Contacté par LeFigaro sur le portable avec lequel il avait harcelé Anna, le major indique se souvenir de la jeune Russe. Il se retranche d’abord derrière « l’obligation de réserve ». « Cette personne vous a fait part de notre conversation, se défend-il ensuite, mais elle ne vous a peut-être pas dit comment elle s’est permis de nous parler ! » Anna explique simplement avoir demandé à déplacer une première convocation qui lui faisait manquer une demi-journée de cours importants, « ce que je ne pouvais pas me permettre en prépa ». Interrogé sur le curieux interrogatoire qu’avec son collègue, il a fait subir à la jeune fille, le policier parle de lui-même d’espionnage : « On a de très bons contacts avec les personnes de la Manif pour tous du département, lâche-t-il. On n’a pas besoin de les espionner ni quoi que ce soit… » De « très bons contacts », peut-être, mais pas forcément toutes les informations… « Les policiers, faut qu’ils fassent leur travail, poursuit le major. J’ai une hiérarchie. Je travaille sur instructions et sur ordres. Faut appeler le ministère ! »

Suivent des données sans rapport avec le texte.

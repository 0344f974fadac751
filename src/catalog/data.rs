//! Static catalog data: modules, packs, sports and the option lists the
//! flows offer.

use super::SportCategory;

/// A subscribable coaching module.
#[derive(Debug, Clone, Copy, PartialEq, Eq)]
pub struct ModuleInfo {
    pub id: &'static str,
    pub name_fr: &'static str,
    pub name_en: &'static str,
    pub description: &'static str,
    /// Monthly price in euros.
    pub price_eur: u32,
    /// Minutes of onboarding questions the module adds.
    pub setup_minutes: u32,
}

/// A named bundle of modules.
#[derive(Debug, Clone, Copy, PartialEq, Eq)]
pub struct PackInfo {
    pub id: &'static str,
    pub name_fr: &'static str,
    pub name_en: &'static str,
    pub description: &'static str,
    pub modules: &'static [&'static str],
}

#[derive(Debug, Clone, Copy, PartialEq, Eq)]
pub struct SportInfo {
    pub id: &'static str,
    pub name_fr: &'static str,
    pub name_en: &'static str,
    pub emoji: &'static str,
    pub category: SportCategory,
    pub positions: &'static [&'static str],
}

/// One entry of a plain option list.
#[derive(Debug, Clone, Copy, PartialEq, Eq)]
pub struct Choice {
    pub id: &'static str,
    pub name_fr: &'static str,
    pub name_en: &'static str,
    pub description: &'static str,
}

const fn choice(
    id: &'static str,
    name_fr: &'static str,
    name_en: &'static str,
    description: &'static str,
) -> Choice {
    Choice {
        id,
        name_fr,
        name_en,
        description,
    }
}

/// Pack id meaning "I'll pick modules myself".
pub const CUSTOM_PACK: &str = "custom";

/// Modules assumed when a profile is stored before any were chosen.
pub const DEFAULT_MODULES: &[&str] = &["sport", "nutrition", "sleep", "hydration"];

/// Onboarding minutes that do not depend on module choice.
pub const BASE_SETUP_MINUTES: u32 = 3;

Le cabinet de Manuel Valls refuse de « s’exprimer sur une histoire particulière qui ne concerne qu’une personne ». En revanche, « on n’accorde pas la nationalité à n’importe qui, précise-t-on au ministère de l’Intérieur. Il y a toujours un entretien, cela fait partie de la procédure : il est normal que l’on vérifie la loyauté des personnes à la République française ». En ce qui concerne le cas particulier d’Anna, « il a été constaté qu’elle était en contact avec des groupes manifestant sur la voie publique », souligne Jean-Marie Salanova, directeur départemental de la sécurité publique des Yvelines. « Il est tout à fait légitime de se renseigner sur ces actions, poursuit-il. Tout à fait normal que les services de renseignements recherchent des interlocuteurs pour leur donner des renseignements. Vous, journaliste, vous ne posez pas des questions qu’à une seule personne ? Les services de renseignements, eux aussi, recherchent des renseignements de façon large. »
Une source proche du dossier affirme qu’à la préfecture des Yvelines, en interne, on admet « une grosse erreur » due à « une grosse pression de la DCRI (Direction centrale du renseignement intérieur) pour avoir des renseignements sur la Manif pour tous ». Pourquoi la Manif pour tous ? Ferait-elle partie de ces « forces sombres » qui, d’après Manuel Valls, menaceraient la République ? « Il n’y a pas de police politique en France ! », s’offusque-t-on au ministère de l’Intérieur. « C’est une manifestation sur la voie publique, réplique Jean-Marie Salanova. On s’y intéresse comme à n’importe quelle manifestation sur la voie publique. » Un responsable national de la SDIG renchérit : « dans les Yvelines, il y a une forte mobilisation contre le mariage pour tous. C’est un vrai sujet de préoccupation. On est dans notre rôle en essayant de prévoir et de comprendre l’état d’esprit des manifestants. »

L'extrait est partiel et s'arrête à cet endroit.